Page:Boyer d’Argens - Lettres juives, 1754, tome 1.djvu/334

La bibliothèque libre.
Cette page n’a pas encore été corrigée

il n’avoit plus besoin de rien. Chacun couroit porter son bien aux ecclésiastiques : les prêtres étoient les héritiers universels de toute l’Europe ; dans moins de trente à quarante ans, ils eurent en France, en Italie, en Espagne, en Portugal, &c. la moitié des revenus de ces Royaumes. On ouvrit enfin les yeux ; & dans les siecles qui vinrent après celui où l’imbécillité avoit choisi son regne, le bandeau qui cachoit la vérité tomba peu-à-peu.

Il y a environ deux cents ans que deux hommes illustres [1] vengerent le bon sens opprimé.

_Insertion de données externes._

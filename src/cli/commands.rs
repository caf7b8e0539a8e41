use crate::app::{MarksError, Result};
use crate::backend::Backend;
use crate::domain::Bookmark;
use crate::view::{BookmarkView, CreateOutcome, Screen, Signal, EMPTY_MESSAGE, MISSING_FIELDS_ALERT};

async fn open_view(backend: &Backend, provider: &str) -> BookmarkView {
    let mut view = BookmarkView::new(backend.clone(), provider);
    view.initialize().await;
    view
}

fn require_signed_in(view: &BookmarkView) -> Result<()> {
    match view.identity() {
        Some(_) => Ok(()),
        None => Err(MarksError::NotSignedIn),
    }
}

/// The list as printed by `list`, `add`, `remove` and `watch`.
pub fn format_bookmarks(view: &BookmarkView) -> String {
    match view.screen() {
        Screen::SignedOut => "Not signed in. Run `smartmarks login` first.".to_string(),
        Screen::Empty => EMPTY_MESSAGE.to_string(),
        Screen::List(bookmarks) => bookmarks
            .iter()
            .map(format_bookmark)
            .collect::<Vec<_>>()
            .join("\n"),
    }
}

fn format_bookmark(bookmark: &Bookmark) -> String {
    format!(
        "{}  {}\n  {}  ({})",
        bookmark.created_at.format("%Y-%m-%d %H:%M"),
        bookmark.title,
        bookmark.url,
        bookmark.id
    )
}

pub async fn login(backend: &Backend, provider: &str) -> Result<()> {
    if let Some(session) = backend.auth.current_session().await? {
        println!("Already signed in as {}", session.user.display_name());
        return Ok(());
    }

    println!("Opening the browser to sign in with {}...", provider);
    backend.auth.start_oauth(provider).await?;

    let session = backend
        .auth
        .current_session()
        .await?
        .ok_or_else(|| MarksError::Auth("sign-in finished without a session".into()))?;
    println!("Signed in as {}", session.user.display_name());
    Ok(())
}

pub async fn logout(backend: &Backend, provider: &str) -> Result<()> {
    let mut view = open_view(backend, provider).await;
    let result = match view.identity().map(|u| u.display_name().to_string()) {
        Some(name) => view.sign_out().await.map(|()| println!("Signed out {}", name)),
        None => {
            println!("Not signed in");
            Ok(())
        }
    };
    view.teardown().await;
    result
}

pub async fn whoami(backend: &Backend) -> Result<()> {
    match backend.auth.current_session().await? {
        Some(session) => {
            println!("{}", session.user.display_name());
            println!("  id: {}", session.user.id);
            println!(
                "  session expires: {}",
                session.expires_at.format("%Y-%m-%d %H:%M UTC")
            );
        }
        None => println!("Not signed in"),
    }
    Ok(())
}

pub async fn list(backend: &Backend, provider: &str) -> Result<()> {
    let mut view = open_view(backend, provider).await;
    println!("{}", format_bookmarks(&view));
    view.teardown().await;
    Ok(())
}

pub async fn add(backend: &Backend, provider: &str, title: &str, url: &str) -> Result<()> {
    let mut view = open_view(backend, provider).await;
    let result = add_to(&mut view, title, url).await;
    view.teardown().await;
    result
}

async fn add_to(view: &mut BookmarkView, title: &str, url: &str) -> Result<()> {
    view.title_input = title.to_string();
    view.url_input = url.to_string();
    match view.create().await {
        CreateOutcome::Submitted => {
            println!("{}", format_bookmarks(view));
            Ok(())
        }
        CreateOutcome::Rejected => Err(MarksError::Validation(MISSING_FIELDS_ALERT.into())),
        CreateOutcome::SignedOut => Err(MarksError::NotSignedIn),
    }
}

pub async fn remove(backend: &Backend, provider: &str, id: &str) -> Result<()> {
    let mut view = open_view(backend, provider).await;
    let result = remove_from(&mut view, id).await;
    view.teardown().await;
    result
}

async fn remove_from(view: &mut BookmarkView, id: &str) -> Result<()> {
    require_signed_in(view)?;
    view.delete(id).await;
    println!("{}", format_bookmarks(view));
    Ok(())
}

/// Print the list, then reprint it after every change until Ctrl+c.
pub async fn watch(backend: &Backend, provider: &str) -> Result<()> {
    let mut view = open_view(backend, provider).await;
    let result = watch_view(&mut view).await;
    view.teardown().await;
    result
}

async fn watch_view(view: &mut BookmarkView) -> Result<()> {
    require_signed_in(view)?;
    if !view.is_subscribed() {
        return Err(MarksError::Realtime("could not subscribe to changes".into()));
    }
    println!("{}", format_bookmarks(view));

    loop {
        tokio::select! {
            _ = tokio::signal::ctrl_c() => break,
            signal = view.next_signal() => {
                let reprint = matches!(signal, Signal::Change(_));
                let stopped = matches!(signal, Signal::FeedClosed | Signal::Session(None));
                view.handle_signal(signal).await;
                if stopped {
                    println!("Live updates stopped");
                    break;
                }
                if reprint {
                    println!("\n{}", format_bookmarks(view));
                }
            }
        }
    }
    Ok(())
}
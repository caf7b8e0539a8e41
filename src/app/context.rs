use std::sync::Arc;

use crate::app::error::Result;
use crate::backend::auth::SupabaseAuth;
use crate::backend::realtime::RealtimeFeed;
use crate::backend::rest::RestTable;
use crate::backend::session_store::SessionStore;
use crate::backend::Backend;
use crate::config::BackendConfig;

pub struct AppContext {
    pub config: BackendConfig,
    pub auth: Arc<SupabaseAuth>,
    pub backend: Backend,
}

impl AppContext {
    pub fn new(config: &BackendConfig) -> Result<Self> {
        let store = SessionStore::new(SessionStore::default_path()?);
        Self::with_session_store(config, store)
    }

    pub fn with_session_store(config: &BackendConfig, store: SessionStore) -> Result<Self> {
        config.validate()?;

        let auth = Arc::new(SupabaseAuth::new(config.clone(), store)?);
        let backend = Backend {
            auth: auth.clone(),
            table: Arc::new(RestTable::new(config.clone())?),
            feed: Arc::new(RealtimeFeed::new(config.clone())),
        };

        Ok(Self {
            config: config.clone(),
            auth,
            backend,
        })
    }
}
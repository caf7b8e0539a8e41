//! In-process backend with the same contract as the hosted one.
//!
//! Rows are scoped per user the way a row-level policy would scope them,
//! and change events go to every subscriber without owner filtering.

use std::collections::HashMap;
use std::sync::atomic::{AtomicUsize, Ordering};
use std::sync::{Arc, Mutex, MutexGuard};

use async_trait::async_trait;
use chrono::{DateTime, Duration, Utc};
use tokio::sync::{broadcast, mpsc};
use uuid::Uuid;

use crate::app::{MarksError, Result};
use crate::backend::{
    AuthProvider, Backend, BookmarkTable, ChangeFeed, ChangeSubscription, FeedCommand,
    SessionBroadcast, SessionListener,
};
use crate::domain::{
    sort_newest_first, Bookmark, ChangeEvent, ChangeKind, Identity, NewBookmark, Session,
};

const TABLE: &str = "bookmarks";

#[derive(Default)]
struct State {
    rows: Vec<Bookmark>,
    tokens: HashMap<String, Identity>,
    last_created: Option<DateTime<Utc>>,
    oauth_identity: Option<Identity>,
    fail_selects: bool,
    fail_writes: bool,
}

struct Shared {
    state: Mutex<State>,
    sessions: SessionBroadcast,
    events: broadcast::Sender<ChangeEvent>,
    selects: AtomicUsize,
    writes: AtomicUsize,
    active_feeds: Arc<AtomicUsize>,
}

#[derive(Clone)]
pub struct MemoryBackend {
    shared: Arc<Shared>,
}

impl MemoryBackend {
    pub fn new() -> Self {
        let (events, _) = broadcast::channel(64);
        Self {
            shared: Arc::new(Shared {
                state: Mutex::new(State::default()),
                sessions: SessionBroadcast::new(None),
                events,
                selects: AtomicUsize::new(0),
                writes: AtomicUsize::new(0),
                active_feeds: Arc::new(AtomicUsize::new(0)),
            }),
        }
    }

    /// Bundle this backend as all three collaborators.
    pub fn backend(&self) -> Backend {
        Backend {
            auth: Arc::new(self.clone()),
            table: Arc::new(self.clone()),
            feed: Arc::new(self.clone()),
        }
    }

    fn state(&self) -> MutexGuard<'_, State> {
        self.shared
            .state
            .lock()
            .unwrap_or_else(|poisoned| poisoned.into_inner())
    }

    /// Issue a session for `user` without touching the current session.
    pub fn issue_session(&self, user: Identity) -> Session {
        let token = format!("mem-{}", Uuid::new_v4());
        self.state().tokens.insert(token.clone(), user.clone());
        Session {
            access_token: token,
            refresh_token: format!("mem-refresh-{}", Uuid::new_v4()),
            expires_at: Utc::now() + Duration::hours(1),
            user,
        }
    }

    /// Sign `user` in and notify session listeners.
    pub fn sign_in_as(&self, user: Identity) -> Session {
        let session = self.issue_session(user);
        self.shared.sessions.publish(Some(session.clone()));
        session
    }

    /// The identity the next OAuth flow will sign in as.
    pub fn set_oauth_identity(&self, user: Identity) {
        self.state().oauth_identity = Some(user);
    }

    /// Swap the current session's token for a fresh one.
    pub fn refresh_session(&self) -> Option<Session> {
        let current = self.shared.sessions.current()?;
        let session = self.issue_session(current.user);
        self.state().tokens.remove(&current.access_token);
        self.shared.sessions.publish(Some(session.clone()));
        Some(session)
    }

    /// Drop the current session as if it expired on the provider side.
    pub fn expire_session(&self) {
        if let Some(current) = self.shared.sessions.current() {
            self.state().tokens.remove(&current.access_token);
        }
        self.shared.sessions.publish(None);
    }

    pub fn fail_selects(&self, fail: bool) {
        self.state().fail_selects = fail;
    }

    pub fn fail_writes(&self, fail: bool) {
        self.state().fail_writes = fail;
    }

    pub fn select_count(&self) -> usize {
        self.shared.selects.load(Ordering::SeqCst)
    }

    pub fn write_count(&self) -> usize {
        self.shared.writes.load(Ordering::SeqCst)
    }

    pub fn active_feeds(&self) -> usize {
        self.shared.active_feeds.load(Ordering::SeqCst)
    }

    pub fn session_listeners(&self) -> usize {
        self.shared.sessions.listener_count()
    }

    /// Every stored row regardless of owner.
    pub fn all_rows(&self) -> Vec<Bookmark> {
        self.state().rows.clone()
    }

    fn user_for(state: &State, access_token: Option<&str>) -> Result<Identity> {
        access_token
            .and_then(|token| state.tokens.get(token))
            .cloned()
            .ok_or_else(|| MarksError::Backend {
                status: 401,
                message: "JWT missing or invalid".into(),
            })
    }

    fn next_created_at(state: &mut State) -> DateTime<Utc> {
        let now = Utc::now();
        let created = match state.last_created {
            Some(last) if now <= last => last + Duration::microseconds(1),
            _ => now,
        };
        state.last_created = Some(created);
        created
    }

    fn notify(&self, kind: ChangeKind, record_id: &str) {
        let event = ChangeEvent::new(kind, TABLE, Some(record_id.to_string()));
        // No receivers just means nobody is subscribed.
        let _ = self.shared.events.send(event);
    }
}

impl Default for MemoryBackend {
    fn default() -> Self {
        Self::new()
    }
}

#[async_trait]
impl AuthProvider for MemoryBackend {
    async fn current_session(&self) -> Result<Option<Session>> {
        let session = self.shared.sessions.current();
        let state = self.state();
        Ok(session.filter(|s| state.tokens.contains_key(&s.access_token)))
    }

    fn on_session_change(&self) -> SessionListener {
        self.shared.sessions.listen()
    }

    async fn start_oauth(&self, provider: &str) -> Result<()> {
        let user = self
            .state()
            .oauth_identity
            .clone()
            .ok_or_else(|| MarksError::Auth(format!("{} sign-in was cancelled", provider)))?;
        self.sign_in_as(user);
        Ok(())
    }

    async fn sign_out(&self) -> Result<()> {
        if let Some(current) = self.shared.sessions.current() {
            self.state().tokens.remove(&current.access_token);
        }
        self.shared.sessions.publish(None);
        Ok(())
    }
}

#[async_trait]
impl BookmarkTable for MemoryBackend {
    async fn select_all(&self, access_token: Option<&str>) -> Result<Vec<Bookmark>> {
        self.shared.selects.fetch_add(1, Ordering::SeqCst);
        let state = self.state();
        if state.fail_selects {
            return Err(MarksError::Backend {
                status: 503,
                message: "select failed".into(),
            });
        }
        let user = Self::user_for(&state, access_token)?;
        let mut rows: Vec<Bookmark> = state
            .rows
            .iter()
            .filter(|row| row.user_id == user.id)
            .cloned()
            .collect();
        sort_newest_first(&mut rows);
        Ok(rows)
    }

    async fn insert(&self, access_token: Option<&str>, bookmark: &NewBookmark) -> Result<()> {
        self.shared.writes.fetch_add(1, Ordering::SeqCst);
        let id = {
            let mut state = self.state();
            if state.fail_writes {
                return Err(MarksError::Backend {
                    status: 503,
                    message: "insert failed".into(),
                });
            }
            let user = Self::user_for(&state, access_token)?;
            if user.id != bookmark.user_id {
                return Err(MarksError::Backend {
                    status: 403,
                    message: "new row violates row-level security policy".into(),
                });
            }
            let id = Uuid::new_v4().to_string();
            let created_at = Self::next_created_at(&mut state);
            state.rows.push(Bookmark {
                id: id.clone(),
                title: bookmark.title.clone(),
                url: bookmark.url.clone(),
                user_id: bookmark.user_id.clone(),
                created_at,
            });
            id
        };
        self.notify(ChangeKind::Insert, &id);
        Ok(())
    }

    async fn delete(&self, access_token: Option<&str>, id: &str) -> Result<()> {
        self.shared.writes.fetch_add(1, Ordering::SeqCst);
        let removed = {
            let mut state = self.state();
            if state.fail_writes {
                return Err(MarksError::Backend {
                    status: 503,
                    message: "delete failed".into(),
                });
            }
            let user = Self::user_for(&state, access_token)?;
            let before = state.rows.len();
            // Rows owned by someone else are invisible, so they are never matched.
            state
                .rows
                .retain(|row| !(row.id == id && row.user_id == user.id));
            before != state.rows.len()
        };
        if removed {
            self.notify(ChangeKind::Delete, id);
        }
        Ok(())
    }
}

struct FeedGuard(Arc<AtomicUsize>);

impl Drop for FeedGuard {
    fn drop(&mut self) {
        self.0.fetch_sub(1, Ordering::SeqCst);
    }
}

#[async_trait]
impl ChangeFeed for MemoryBackend {
    async fn subscribe(&self, access_token: &str) -> Result<ChangeSubscription> {
        {
            let state = self.state();
            Self::user_for(&state, Some(access_token))?;
        }

        let mut source = self.shared.events.subscribe();
        let (event_tx, event_rx) = mpsc::channel(64);
        let (control_tx, mut control_rx) = mpsc::channel(8);

        self.shared.active_feeds.fetch_add(1, Ordering::SeqCst);
        let guard = FeedGuard(self.shared.active_feeds.clone());

        let task = tokio::spawn(async move {
            let _guard = guard;
            loop {
                tokio::select! {
                    event = source.recv() => match event {
                        Ok(event) => {
                            if event_tx.send(event).await.is_err() {
                                break;
                            }
                        }
                        Err(broadcast::error::RecvError::Lagged(skipped)) => {
                            tracing::warn!("Memory change feed skipped {} events", skipped);
                        }
                        Err(broadcast::error::RecvError::Closed) => break,
                    },
                    command = control_rx.recv() => match command {
                        Some(FeedCommand::AccessToken(_)) => {}
                        Some(FeedCommand::Close) | None => break,
                    },
                }
            }
        });

        Ok(ChangeSubscription::new(event_rx, control_tx, task))
    }
}

#[cfg(test)]
mod tests {
    use super::*;

    fn alice() -> Identity {
        Identity::new("alice", "alice@example.com")
    }

    fn bob() -> Identity {
        Identity::new("bob", "bob@example.com")
    }

    #[tokio::test]
    async fn test_rows_are_scoped_to_owner() {
        let backend = MemoryBackend::new();
        let a = backend.issue_session(alice());
        let b = backend.issue_session(bob());

        let new = NewBookmark::validated("A", "http://a", "alice").unwrap();
        backend.insert(Some(&a.access_token), &new).await.unwrap();

        assert_eq!(backend.select_all(Some(&a.access_token)).await.unwrap().len(), 1);
        assert!(backend.select_all(Some(&b.access_token)).await.unwrap().is_empty());
    }

    #[tokio::test]
    async fn test_insert_for_other_owner_is_rejected() {
        let backend = MemoryBackend::new();
        let a = backend.issue_session(alice());
        let new = NewBookmark::validated("A", "http://a", "bob").unwrap();
        let err = backend.insert(Some(&a.access_token), &new).await.unwrap_err();
        assert!(err.is_unauthorized());
        assert!(backend.all_rows().is_empty());
    }

    #[tokio::test]
    async fn test_delete_ignores_rows_of_other_owner() {
        let backend = MemoryBackend::new();
        let a = backend.issue_session(alice());
        let b = backend.issue_session(bob());
        let new = NewBookmark::validated("A", "http://a", "alice").unwrap();
        backend.insert(Some(&a.access_token), &new).await.unwrap();
        let id = backend.all_rows()[0].id.clone();

        backend.delete(Some(&b.access_token), &id).await.unwrap();
        assert_eq!(backend.all_rows().len(), 1);
    }

    #[tokio::test]
    async fn test_select_without_token_is_unauthorized() {
        let backend = MemoryBackend::new();
        let err = backend.select_all(None).await.unwrap_err();
        assert!(err.is_unauthorized());
    }

    #[tokio::test]
    async fn test_created_at_strictly_increases() {
        let backend = MemoryBackend::new();
        let a = backend.issue_session(alice());
        for i in 0..20 {
            let new = NewBookmark::validated(&format!("T{}", i), "http://a", "alice").unwrap();
            backend.insert(Some(&a.access_token), &new).await.unwrap();
        }
        let rows = backend.all_rows();
        assert!(rows.windows(2).all(|w| w[0].created_at < w[1].created_at));
    }

    #[tokio::test]
    async fn test_feed_delivers_events_from_any_owner() {
        let backend = MemoryBackend::new();
        let a = backend.issue_session(alice());
        let b = backend.issue_session(bob());
        let mut subscription = backend.subscribe(&a.access_token).await.unwrap();

        let new = NewBookmark::validated("B", "http://b", "bob").unwrap();
        backend.insert(Some(&b.access_token), &new).await.unwrap();

        let event = subscription.next().await.unwrap();
        assert_eq!(event.kind, ChangeKind::Insert);
        assert_eq!(event.table, "bookmarks");
    }

    #[tokio::test]
    async fn test_feed_close_releases_subscription() {
        let backend = MemoryBackend::new();
        let a = backend.issue_session(alice());
        let subscription = backend.subscribe(&a.access_token).await.unwrap();
        assert_eq!(backend.active_feeds(), 1);
        subscription.close().await;
        assert_eq!(backend.active_feeds(), 0);
    }

    #[tokio::test]
    async fn test_start_oauth_without_account_fails() {
        let backend = MemoryBackend::new();
        assert!(backend.start_oauth("google").await.is_err());
        assert!(backend.current_session().await.unwrap().is_none());
    }

    #[tokio::test]
    async fn test_sign_out_invalidates_token() {
        let backend = MemoryBackend::new();
        let session = backend.sign_in_as(alice());
        backend.sign_out().await.unwrap();
        assert!(backend.current_session().await.unwrap().is_none());
        assert!(backend.select_all(Some(&session.access_token)).await.is_err());
    }
}
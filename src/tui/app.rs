use ratatui::widgets::ListState;

use crate::domain::Bookmark;

/// Which part of the signed-in screen receives keys.
#[derive(Debug, Clone, Copy, PartialEq, Eq)]
pub enum Focus {
    Title,
    Url,
    List,
}

impl Focus {
    pub fn next(self) -> Self {
        match self {
            Focus::Title => Focus::Url,
            Focus::Url => Focus::List,
            Focus::List => Focus::Title,
        }
    }

    pub fn prev(self) -> Self {
        match self {
            Focus::Title => Focus::List,
            Focus::Url => Focus::Title,
            Focus::List => Focus::Url,
        }
    }

    pub fn is_input(self) -> bool {
        matches!(self, Focus::Title | Focus::Url)
    }
}

pub struct TuiApp {
    pub focus: Focus,
    pub selected: usize,
    pub list_state: ListState,
    pub should_quit: bool,
    pub status_message: Option<String>,
    // Pending delete confirmation (bookmark id, title)
    pub pending_delete: Option<(String, String)>,
}

impl TuiApp {
    pub fn new() -> Self {
        Self {
            focus: Focus::Title,
            selected: 0,
            list_state: ListState::default(),
            should_quit: false,
            status_message: None,
            pending_delete: None,
        }
    }

    pub fn selected_bookmark<'a>(&self, bookmarks: &'a [Bookmark]) -> Option<&'a Bookmark> {
        bookmarks.get(self.selected)
    }

    pub fn move_up(&mut self) {
        self.selected = self.selected.saturating_sub(1);
    }

    pub fn move_down(&mut self, len: usize) {
        if self.selected + 1 < len {
            self.selected += 1;
        }
    }

    /// Keep the selection inside a list that may have shrunk or grown.
    pub fn sync_selection(&mut self, len: usize) {
        if len == 0 {
            self.selected = 0;
            self.list_state.select(None);
        } else {
            self.selected = self.selected.min(len - 1);
            self.list_state.select(Some(self.selected));
        }
    }

    pub fn set_status(&mut self, message: impl Into<String>) {
        self.status_message = Some(message.into());
    }

    pub fn clear_status(&mut self) {
        self.status_message = None;
    }
}

impl Default for TuiApp {
    fn default() -> Self {
        Self::new()
    }
}
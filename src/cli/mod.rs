pub mod commands;

use std::path::PathBuf;

use clap::{Parser, Subcommand};

#[derive(Parser)]
#[command(name = "smartmarks")]
#[command(about = "Personal bookmarks synced through Supabase", long_about = None)]
pub struct Cli {
    /// Path to the config file (default: ~/.config/smartmarks/config.toml)
    #[arg(short, long, global = true)]
    pub config: Option<PathBuf>,

    /// Supabase project URL, overriding the config file
    #[arg(long, global = true)]
    pub url: Option<String>,

    /// Supabase anon key, overriding the config file
    #[arg(long, global = true)]
    pub anon_key: Option<String>,

    #[command(subcommand)]
    pub command: Option<Commands>,
}

impl Cli {
    pub fn command(&self) -> Commands {
        self.command.clone().unwrap_or(Commands::Tui)
    }
}

#[derive(Subcommand, Clone, Debug, PartialEq, Eq)]
pub enum Commands {
    /// Launch the TUI (default)
    Tui,
    /// Sign in through the browser
    Login,
    /// Sign out and forget the stored session
    Logout,
    /// Show the signed-in user
    Whoami,
    /// List bookmarks, newest first
    List,
    /// Add a bookmark
    Add {
        /// Bookmark title
        title: String,
        /// Bookmark URL
        url: String,
    },
    /// Remove a bookmark by id
    Remove {
        /// Id shown by `list`
        id: String,
    },
    /// Print the list again after every change until Ctrl+c
    Watch,
}
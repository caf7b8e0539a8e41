use chrono::{DateTime, Duration, Utc};
use serde::{Deserialize, Deserializer, Serialize};

/// The authenticated user as reported by the auth provider.
#[derive(Debug, Clone, PartialEq, Eq, Serialize, Deserialize)]
pub struct Identity {
    pub id: String,
    #[serde(default, deserialize_with = "null_as_empty")]
    pub email: String,
}

// Phone-only accounts come back with `"email": null`.
fn null_as_empty<'de, D>(deserializer: D) -> Result<String, D::Error>
where
    D: Deserializer<'de>,
{
    Ok(Option::<String>::deserialize(deserializer)?.unwrap_or_default())
}

impl Identity {
    pub fn new(id: impl Into<String>, email: impl Into<String>) -> Self {
        Self {
            id: id.into(),
            email: email.into(),
        }
    }

    pub fn display_name(&self) -> &str {
        if self.email.is_empty() {
            &self.id
        } else {
            &self.email
        }
    }
}

/// A live session issued by the auth provider.
#[derive(Debug, Clone, PartialEq, Eq, Serialize, Deserialize)]
pub struct Session {
    pub access_token: String,
    pub refresh_token: String,
    pub expires_at: DateTime<Utc>,
    pub user: Identity,
}

impl Session {
    /// Seconds before `expires_at` at which a session counts as expiring.
    pub const EXPIRY_MARGIN_SECS: i64 = 60;

    pub fn is_expired(&self) -> bool {
        self.is_expiring_at(Utc::now())
    }

    pub fn is_expiring_at(&self, now: DateTime<Utc>) -> bool {
        now + Duration::seconds(Self::EXPIRY_MARGIN_SECS) >= self.expires_at
    }

    /// Time left until the session should be refreshed.
    pub fn refresh_in(&self, now: DateTime<Utc>) -> std::time::Duration {
        let deadline = self.expires_at - Duration::seconds(Self::EXPIRY_MARGIN_SECS);
        (deadline - now).to_std().unwrap_or_default()
    }

    pub fn same_user(&self, other: &Session) -> bool {
        self.user.id == other.user.id
    }
}
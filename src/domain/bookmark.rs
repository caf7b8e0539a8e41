use chrono::{DateTime, Utc};
use serde::{Deserialize, Serialize};

/// A stored bookmark row. Ids and timestamps are assigned by the backend.
#[derive(Debug, Clone, PartialEq, Eq, Serialize, Deserialize)]
pub struct Bookmark {
    pub id: String,
    pub title: String,
    pub url: String,
    pub user_id: String,
    pub created_at: DateTime<Utc>,
}

/// Insert payload for a new bookmark.
#[derive(Debug, Clone, PartialEq, Eq, Serialize)]
pub struct NewBookmark {
    pub title: String,
    pub url: String,
    pub user_id: String,
}

impl NewBookmark {
    /// Build an insert payload, rejecting blank fields.
    ///
    /// Fields are checked after trimming but stored exactly as given.
    pub fn validated(title: &str, url: &str, user_id: &str) -> Option<Self> {
        if title.trim().is_empty() || url.trim().is_empty() {
            return None;
        }
        Some(Self {
            title: title.to_string(),
            url: url.to_string(),
            user_id: user_id.to_string(),
        })
    }
}

/// Sort newest first, the order every list is displayed in.
pub fn sort_newest_first(bookmarks: &mut [Bookmark]) {
    bookmarks.sort_by(|a, b| b.created_at.cmp(&a.created_at));
}
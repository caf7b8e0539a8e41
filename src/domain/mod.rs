pub mod bookmark;
pub mod change;
pub mod identity;

pub use bookmark::{sort_newest_first, Bookmark, NewBookmark};
pub use change::{ChangeEvent, ChangeKind};
pub use identity::{Identity, Session};
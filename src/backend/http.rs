use reqwest::header::{HeaderMap, HeaderValue, AUTHORIZATION};
use reqwest::{Client, Response};

use crate::app::{MarksError, Result};
use crate::config::BackendConfig;

pub fn build_client(config: &BackendConfig) -> Result<Client> {
    let client = Client::builder()
        .timeout(config.request_timeout())
        .gzip(true)
        .brotli(true)
        .user_agent(concat!("smartmarks/", env!("CARGO_PKG_VERSION")))
        .build()?;
    Ok(client)
}

/// `apikey` plus a bearer token: the caller's access token, or the anon key.
pub fn auth_headers(anon_key: &str, access_token: Option<&str>) -> Result<HeaderMap> {
    let mut headers = HeaderMap::new();
    headers.insert("apikey", header_value(anon_key)?);
    let bearer = format!("Bearer {}", access_token.unwrap_or(anon_key));
    headers.insert(AUTHORIZATION, header_value(&bearer)?);
    Ok(headers)
}

fn header_value(value: &str) -> Result<HeaderValue> {
    HeaderValue::from_str(value)
        .map_err(|_| MarksError::Config("API key or token contains invalid characters".into()))
}

/// Turn a non-2xx response into [`MarksError::Backend`] with the server's message.
pub async fn ensure_success(response: Response) -> Result<Response> {
    let status = response.status();
    if status.is_success() {
        return Ok(response);
    }
    let body = response.text().await.unwrap_or_default();
    Err(MarksError::Backend {
        status: status.as_u16(),
        message: error_message(&body).unwrap_or_else(|| {
            status.canonical_reason().unwrap_or("request failed").to_string()
        }),
    })
}

/// Pull a readable message out of an auth or REST error body.
pub fn error_message(body: &str) -> Option<String> {
    let trimmed = body.trim();
    if trimmed.is_empty() {
        return None;
    }
    let Ok(value) = serde_json::from_str::<serde_json::Value>(trimmed) else {
        return Some(trimmed.to_string());
    };
    ["msg", "message", "error_description", "error"]
        .iter()
        .find_map(|key| value.get(key).and_then(|v| v.as_str()))
        .map(String::from)
        .or_else(|| Some(trimmed.to_string()))
}

#[cfg(test)]
mod tests {
    use super::*;

    #[test]
    fn test_auth_headers_default_to_anon_key() {
        let headers = auth_headers("anon", None).unwrap();
        assert_eq!(headers["apikey"], "anon");
        assert_eq!(headers[AUTHORIZATION], "Bearer anon");

        let headers = auth_headers("anon", Some("jwt")).unwrap();
        assert_eq!(headers[AUTHORIZATION], "Bearer jwt");
    }

    #[test]
    fn test_auth_headers_reject_newlines() {
        assert!(auth_headers("anon\nkey", None).is_err());
    }

    #[test]
    fn test_error_message_from_gotrue_and_postgrest() {
        assert_eq!(
            error_message(r#"{"code":400,"error_code":"bad_code_verifier","msg":"code challenge does not match"}"#),
            Some("code challenge does not match".into())
        );
        assert_eq!(
            error_message(r#"{"code":"42501","message":"permission denied for table bookmarks"}"#),
            Some("permission denied for table bookmarks".into())
        );
        assert_eq!(
            error_message(r#"{"error":"invalid_grant","error_description":"Invalid Refresh Token"}"#),
            Some("Invalid Refresh Token".into())
        );
        assert_eq!(error_message("Bad Gateway"), Some("Bad Gateway".into()));
        assert_eq!(error_message("  "), None);
    }
}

Appuyés de la raison, ils lutterent contre l’ignorance de leur siecle, furent les restaurateurs des sciences, & préparerent cette foule de grands hommes qui les suivirent. On les regarda comme des perturbateurs du repos public, par les guerres & les désordres que causerent leurs sentiments. Mais outre que ce titre odieux ne convient légitimement qu’à leurs persécuteurs, doit-on regretter des troubles qui conduisent à un calme stable, qui rendent l’homme à lui-même ; & qui l’arrachent à l’ignorance, dans laquelle il croupissoit ?

Les nazaréens, qui sont ennemis des sentiments de ces deux docteurs, leur

  1. Luther & Calvin.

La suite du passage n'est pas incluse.